§ SOURCE MATERIAL:
>>>

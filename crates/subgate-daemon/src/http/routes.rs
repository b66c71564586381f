//! Request handlers and wire schemas.

use std::sync::Arc;

use axum::Json;
use axum::extract::{Path, Query, State};
use axum::http::StatusCode;
use serde::{Deserialize, Serialize};
use serde_json::Value;
use uuid::Uuid;

use crate::lifecycle::{ClientConfig, CreateOpts, LifecycleError, ListFilter};
use crate::storage::{Client, ClientStatus, Operation};

use super::AppState;

// =============================================================================
// Schemas
// =============================================================================

#[derive(Debug, Deserialize)]
pub struct CreateClientRequest {
    pub username: String,
    #[serde(default)]
    pub days: Option<u32>,
}

#[derive(Debug, Deserialize)]
pub struct ExtendRequest {
    pub days: u32,
}

#[derive(Debug, Deserialize)]
pub struct ListClientsParams {
    #[serde(default)]
    pub status: Option<ClientStatus>,
    #[serde(default)]
    pub expired: Option<bool>,
}

#[derive(Debug, Deserialize)]
pub struct ListOperationsParams {
    pub client_id: Uuid,
    #[serde(default)]
    pub limit: Option<u32>,
    #[serde(default)]
    pub offset: Option<u32>,
}

#[derive(Debug, Serialize)]
pub struct ClientListResponse {
    pub items: Vec<Client>,
    pub total: usize,
}

/// Operation record with the payload column parsed back into JSON.
#[derive(Debug, Serialize)]
pub struct OperationView {
    pub id: String,
    pub client_id: String,
    pub action: String,
    pub payload: Option<Value>,
    pub result: String,
    pub error: Option<String>,
    pub created_at: i64,
}

impl From<Operation> for OperationView {
    fn from(op: Operation) -> Self {
        let payload = op
            .payload
            .as_deref()
            .and_then(|raw| serde_json::from_str(raw).ok());
        Self {
            id: op.id,
            client_id: op.client_id,
            action: op.action,
            payload,
            result: op.result,
            error: op.error,
            created_at: op.created_at,
        }
    }
}

#[derive(Debug, Serialize)]
pub struct OperationListResponse {
    pub items: Vec<OperationView>,
    pub total: i64,
}

// =============================================================================
// Handlers
// =============================================================================

pub async fn health() -> Json<Value> {
    Json(serde_json::json!({"status": "ok"}))
}

pub async fn create_client(
    State(state): State<Arc<AppState>>,
    Json(body): Json<CreateClientRequest>,
) -> Result<(StatusCode, Json<Client>), LifecycleError> {
    let client = state
        .coordinator
        .create(&body.username, CreateOpts { days: body.days })
        .await?;
    Ok((StatusCode::CREATED, Json(client)))
}

pub async fn list_clients(
    State(state): State<Arc<AppState>>,
    Query(params): Query<ListClientsParams>,
) -> Result<Json<ClientListResponse>, LifecycleError> {
    let items = state
        .coordinator
        .list(ListFilter {
            status: params.status,
            expired: params.expired,
        })
        .await?;
    let total = items.len();
    Ok(Json(ClientListResponse { items, total }))
}

pub async fn get_client(
    State(state): State<Arc<AppState>>,
    Path(id): Path<Uuid>,
) -> Result<Json<Client>, LifecycleError> {
    Ok(Json(state.coordinator.get(id).await?))
}

pub async fn delete_client(
    State(state): State<Arc<AppState>>,
    Path(id): Path<Uuid>,
) -> Result<StatusCode, LifecycleError> {
    state.coordinator.delete(id).await?;
    Ok(StatusCode::NO_CONTENT)
}

pub async fn extend_client(
    State(state): State<Arc<AppState>>,
    Path(id): Path<Uuid>,
    Json(body): Json<ExtendRequest>,
) -> Result<Json<Client>, LifecycleError> {
    Ok(Json(state.coordinator.extend(id, body.days).await?))
}

pub async fn block_client(
    State(state): State<Arc<AppState>>,
    Path(id): Path<Uuid>,
) -> Result<Json<Client>, LifecycleError> {
    Ok(Json(state.coordinator.block(id).await?))
}

pub async fn unblock_client(
    State(state): State<Arc<AppState>>,
    Path(id): Path<Uuid>,
) -> Result<Json<Client>, LifecycleError> {
    Ok(Json(state.coordinator.unblock(id).await?))
}

pub async fn get_config(
    State(state): State<Arc<AppState>>,
    Path(id): Path<Uuid>,
) -> Result<Json<ClientConfig>, LifecycleError> {
    Ok(Json(state.coordinator.get_config(id).await?))
}

pub async fn rotate_config(
    State(state): State<Arc<AppState>>,
    Path(id): Path<Uuid>,
) -> Result<Json<Client>, LifecycleError> {
    Ok(Json(state.coordinator.rotate_config(id).await?))
}

pub async fn list_operations(
    State(state): State<Arc<AppState>>,
    Query(params): Query<ListOperationsParams>,
) -> Result<Json<OperationListResponse>, LifecycleError> {
    let limit = params.limit.unwrap_or(50).min(500);
    let offset = params.offset.unwrap_or(0);
    let (items, total) = state
        .coordinator
        .operations(params.client_id, limit, offset)
        .await?;
    Ok(Json(OperationListResponse {
        items: items.into_iter().map(OperationView::from).collect(),
        total,
    }))
}

#[cfg(test)]
mod tests {
    #![allow(clippy::unwrap_used)]

    use super::*;

    #[test]
    fn operation_view_parses_payload_json() {
        let op = Operation {
            id: "op-1".into(),
            client_id: "c-1".into(),
            action: "extend".into(),
            payload: Some(r#"{"days":30}"#.into()),
            result: "success".into(),
            error: None,
            created_at: 100,
        };
        let view = OperationView::from(op);
        assert_eq!(view.payload.unwrap()["days"], 30);
    }

    #[test]
    fn operation_view_tolerates_missing_payload() {
        let op = Operation {
            id: "op-2".into(),
            client_id: "c-1".into(),
            action: "delete".into(),
            payload: None,
            result: "success".into(),
            error: None,
            created_at: 100,
        };
        let view = OperationView::from(op);
        assert!(view.payload.is_none());
    }
}
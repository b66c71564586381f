//! Database connection and initialization.

use std::path::Path;

use sqlx::{Pool, Sqlite};

pub use subgate_core::db::DatabaseError;

/// Handle to the daemon's `SQLite` database.
#[derive(Clone)]
pub struct Database {
    pool: Pool<Sqlite>,
}

impl Database {
    /// Open or create a database at the given path and run migrations.
    pub async fn open(path: &Path) -> Result<Self, DatabaseError> {
        let pool = subgate_core::db::open_pool(path).await?;
        let db = Self { pool };
        db.run_migrations().await?;
        Ok(db)
    }

    /// Open an in-memory database (for testing).
    pub async fn open_in_memory() -> Result<Self, DatabaseError> {
        let pool = subgate_core::db::open_pool_in_memory().await?;
        let db = Self { pool };
        db.run_migrations().await?;
        Ok(db)
    }

    async fn run_migrations(&self) -> Result<(), DatabaseError> {
        sqlx::migrate!("./migrations")
            .run(&self.pool)
            .await
            .map_err(|e| DatabaseError::Migration(e.to_string()))?;

        tracing::info!("Database migrations complete");
        Ok(())
    }

    /// Get a reference to the connection pool.
    pub const fn pool(&self) -> &Pool<Sqlite> {
        &self.pool
    }
}
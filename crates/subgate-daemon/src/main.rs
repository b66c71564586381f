//! Subgate Daemon
//!
//! Serves the client-lifecycle REST API and runs the background expiry
//! monitor against a single SQLite database and one remote VPN panel.

use std::future::IntoFuture;
use std::net::SocketAddr;
use std::path::PathBuf;
use std::sync::Arc;
use std::time::Duration;

use clap::Parser;
use tracing::info;

use subgate_daemon::expiry::spawn_expiry_monitor;
use subgate_daemon::http::{AppState, build_router};
use subgate_daemon::lifecycle::Coordinator;
use subgate_daemon::panel::{PanelClient, PanelConfig};
use subgate_daemon::storage::Database;

#[derive(Parser, Debug)]
#[command(name = "subgate-daemon")]
#[command(version, about = "Subgate daemon - VPN subscriber lifecycle coordinator")]
struct Args {
    /// TCP bind address
    #[arg(long, default_value = "127.0.0.1:8080", env = "SUBGATE_ADDR")]
    addr: SocketAddr,

    /// Database file path
    #[arg(long, env = "SUBGATE_DB_PATH")]
    db_path: Option<PathBuf>,

    /// Remote VPN panel base URL (e.g. "<https://panel.example.com>")
    #[arg(long, env = "SUBGATE_PANEL_URL")]
    panel_url: String,

    /// API token for the remote VPN panel
    #[arg(long, env = "SUBGATE_PANEL_TOKEN")]
    panel_token: String,

    /// Per-request timeout for panel calls, in seconds
    #[arg(long, default_value_t = 30, env = "SUBGATE_PANEL_TIMEOUT")]
    panel_timeout: u64,

    /// Interval between expiry sweeps, in seconds
    #[arg(long, default_value_t = 3600, env = "SUBGATE_EXPIRY_INTERVAL")]
    expiry_interval: u64,

    /// Log level filter for the daemon (e.g. "info", "debug", "warn").
    #[arg(long, default_value = "info", env = "SUBGATE_LOG_LEVEL")]
    log_level: String,

    /// Output logs as JSON (for structured log aggregation).
    #[arg(long, env = "SUBGATE_LOG_JSON")]
    log_json: bool,
}

#[tokio::main]
async fn main() -> anyhow::Result<()> {
    let args = Args::parse();

    let log_filter = format!("subgate_daemon={}", args.log_level);
    subgate_core::tracing_init::init_tracing(&log_filter, args.log_json);

    info!(
        version = env!("CARGO_PKG_VERSION"),
        addr = %args.addr,
        panel_url = %args.panel_url,
        "Starting subgate-daemon"
    );

    // Initialize database
    let db = if let Some(path) = &args.db_path {
        info!(path = %path.display(), "Opening database");
        Database::open(path).await?
    } else {
        let default_path = default_db_path()?;
        info!(path = %default_path.display(), "Opening database (default path)");
        Database::open(&default_path).await?
    };

    // Panel client and coordinator
    let panel_config = PanelConfig {
        base_url: args.panel_url.clone(),
        token: args.panel_token.clone(),
        timeout: Duration::from_secs(args.panel_timeout),
    };
    let panel = PanelClient::new(&panel_config)?;
    let coordinator = Arc::new(Coordinator::new(db, Arc::new(panel)));

    // Daemon-level shutdown channel (Ctrl+C or SIGTERM)
    let (shutdown_tx, shutdown_rx) = tokio::sync::watch::channel(false);

    let expiry_handle = spawn_expiry_monitor(
        Arc::clone(&coordinator),
        Duration::from_secs(args.expiry_interval),
        shutdown_rx,
    );

    let router = build_router(AppState { coordinator });
    let listener = tokio::net::TcpListener::bind(args.addr).await?;

    #[cfg(unix)]
    let mut sigterm = tokio::signal::unix::signal(tokio::signal::unix::SignalKind::terminate())?;

    // Notify systemd that the daemon is ready to serve (unix only).
    #[cfg(unix)]
    sd_notify::notify(true, &[sd_notify::NotifyState::Ready])?;

    #[cfg(unix)]
    let sigterm_future = sigterm.recv();
    #[cfg(not(unix))]
    let sigterm_future = std::future::pending::<Option<()>>();

    info!(addr = %args.addr, "REST API ready");

    tokio::select! {
        result = axum::serve(listener, router).into_future() => {
            result?;
        }
        _ = tokio::signal::ctrl_c() => {
            info!("Received Ctrl+C shutdown signal");
        }
        _ = sigterm_future => {
            info!("Received SIGTERM shutdown signal");
        }
    }

    // Signal the expiry monitor to shut down
    let _ = shutdown_tx.send(true);
    let _ = expiry_handle.await;

    info!("Daemon stopped");
    Ok(())
}

/// Default database path: ~/.subgate/subgate.db
fn default_db_path() -> anyhow::Result<PathBuf> {
    let home =
        dirs::home_dir().ok_or_else(|| anyhow::anyhow!("Cannot determine home directory"))?;
    Ok(home.join(".subgate").join("subgate.db"))
}
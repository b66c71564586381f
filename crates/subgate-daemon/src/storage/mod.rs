//! `SQLite` storage for the Subgate daemon.
//!
//! Provides persistence for client records and the append-only operation
//! audit log. The audit API deliberately exposes no update or delete path.

mod db;
mod models;
mod queries;

pub use db::{Database, DatabaseError};
pub use models::*;
pub use queries::NewClient;
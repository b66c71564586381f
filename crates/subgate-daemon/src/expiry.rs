//! Background expiry monitor.
//!
//! Periodically asks the coordinator to block active clients whose
//! subscription expiry has passed. The sweep is idempotent, so the interval
//! only bounds how long an expired client can keep VPN access.

use std::sync::Arc;
use std::time::Duration;

use tracing::{info, warn};

use crate::lifecycle::Coordinator;

/// Spawn the expiry sweep task. The task runs until the shutdown channel
/// fires.
pub fn spawn_expiry_monitor(
    coordinator: Arc<Coordinator>,
    interval: Duration,
    mut shutdown: tokio::sync::watch::Receiver<bool>,
) -> tokio::task::JoinHandle<()> {
    tokio::spawn(async move {
        let mut timer = tokio::time::interval(interval);
        timer.tick().await; // Skip first immediate tick

        loop {
            tokio::select! {
                _ = timer.tick() => {
                    match coordinator.deactivate_expired().await {
                        Ok(0) => {}
                        Ok(count) => info!(count, "Expiry sweep blocked expired clients"),
                        Err(e) => warn!(error = %e, "Expiry sweep failed"),
                    }
                }
                _ = shutdown.changed() => {
                    info!("Expiry monitor shutting down");
                    return;
                }
            }
        }
    })
}
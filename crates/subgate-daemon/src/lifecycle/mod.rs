//! Client lifecycle coordination.
//!
//! The coordinator is the only component that touches both systems of
//! record: the remote panel and the local store. It owns the ordering
//! policy for partial failure, the idempotency short-circuits, and the
//! audit-logging contract.

mod coordinator;
mod error;
mod locks;

pub use coordinator::{ClientConfig, Coordinator, CreateOpts, ListFilter};
pub use error::LifecycleError;
pub use locks::KeyedLocks;
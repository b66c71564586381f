//! REST API surface.
//!
//! Thin translation layer: routing plus error-to-status mapping. All
//! decisions live in the lifecycle coordinator; handlers never touch the
//! store or the panel directly.

mod routes;

use std::sync::Arc;

use axum::Router;
use axum::http::StatusCode;
use axum::response::{IntoResponse, Response};
use axum::routing::{get, post};
use serde::Serialize;
use tower_http::trace::TraceLayer;

use crate::lifecycle::{Coordinator, LifecycleError};

/// Shared state for request handlers.
pub struct AppState {
    pub coordinator: Arc<Coordinator>,
}

/// Build the API router.
pub fn build_router(state: AppState) -> Router {
    Router::new()
        .route("/health", get(routes::health))
        .route("/clients", post(routes::create_client).get(routes::list_clients))
        .route("/clients/:id", get(routes::get_client).delete(routes::delete_client))
        .route("/clients/:id/extend", post(routes::extend_client))
        .route("/clients/:id/block", post(routes::block_client))
        .route("/clients/:id/unblock", post(routes::unblock_client))
        .route("/clients/:id/config", get(routes::get_config))
        .route("/clients/:id/config/rotate", post(routes::rotate_config))
        .route("/operations", get(routes::list_operations))
        .layer(TraceLayer::new_for_http())
        .with_state(Arc::new(state))
}

/// JSON error body returned for every failed request.
#[derive(Debug, Serialize)]
pub struct ErrorBody {
    pub error: &'static str,
    pub message: String,
}

/// Map a lifecycle error onto a status code and a stable error code.
///
/// All remote-side failures surface as 502: the panel, not this service,
/// is the component that misbehaved.
const fn classify(err: &LifecycleError) -> (StatusCode, &'static str) {
    match err {
        LifecycleError::DuplicateUsername(_) => (StatusCode::CONFLICT, "duplicate_username"),
        LifecycleError::NotFound(_) => (StatusCode::NOT_FOUND, "not_found"),
        LifecycleError::RemoteTransient(_) => (StatusCode::BAD_GATEWAY, "remote_transient"),
        LifecycleError::RemoteAuth(_) => (StatusCode::BAD_GATEWAY, "remote_auth"),
        LifecycleError::RemoteNotFound(_) => (StatusCode::BAD_GATEWAY, "remote_not_found"),
        LifecycleError::RemoteValidation(_) => (StatusCode::BAD_GATEWAY, "remote_validation"),
        LifecycleError::LocalPersistence(_) => {
            (StatusCode::INTERNAL_SERVER_ERROR, "local_persistence")
        }
    }
}

impl IntoResponse for LifecycleError {
    fn into_response(self) -> Response {
        let (status, code) = classify(&self);
        let body = axum::Json(ErrorBody {
            error: code,
            message: self.to_string(),
        });
        (status, body).into_response()
    }
}

#[cfg(test)]
mod tests {
    use super::*;

    #[test]
    fn duplicate_username_maps_to_conflict() {
        let (status, code) = classify(&LifecycleError::DuplicateUsername("alice".into()));
        assert_eq!(status, StatusCode::CONFLICT);
        assert_eq!(code, "duplicate_username");
    }

    #[test]
    fn not_found_maps_to_404() {
        let (status, _) = classify(&LifecycleError::NotFound("x".into()));
        assert_eq!(status, StatusCode::NOT_FOUND);
    }

    #[test]
    fn remote_failures_map_to_bad_gateway() {
        for err in [
            LifecycleError::RemoteTransient("t".into()),
            LifecycleError::RemoteAuth("a".into()),
            LifecycleError::RemoteNotFound("n".into()),
            LifecycleError::RemoteValidation("v".into()),
        ] {
            let (status, _) = classify(&err);
            assert_eq!(status, StatusCode::BAD_GATEWAY);
        }
    }

    #[test]
    fn local_persistence_maps_to_500() {
        let (status, code) = classify(&LifecycleError::LocalPersistence("disk".into()));
        assert_eq!(status, StatusCode::INTERNAL_SERVER_ERROR);
        assert_eq!(code, "local_persistence");
    }
}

<<<

§ INSTRUCTIONS TO FOLLOW:
Set down exactly the lines from the opening line of the material through the line in which "use super::AppState;" occurs, both included, and no other lines.

§ REPLY:
filename crates/subgate-daemon/src/http/routes.rs
repository b66c71564586381f
//! Request handlers and wire schemas.

use std::sync::Arc;

use axum::Json;
use axum::extract::{Path, Query, State};
use axum::http::StatusCode;
use serde::{Deserialize, Serialize};
use serde_json::Value;
use uuid::Uuid;

use crate::lifecycle::{ClientConfig, CreateOpts, LifecycleError, ListFilter};
use crate::storage::{Client, ClientStatus, Operation};

use super::AppState;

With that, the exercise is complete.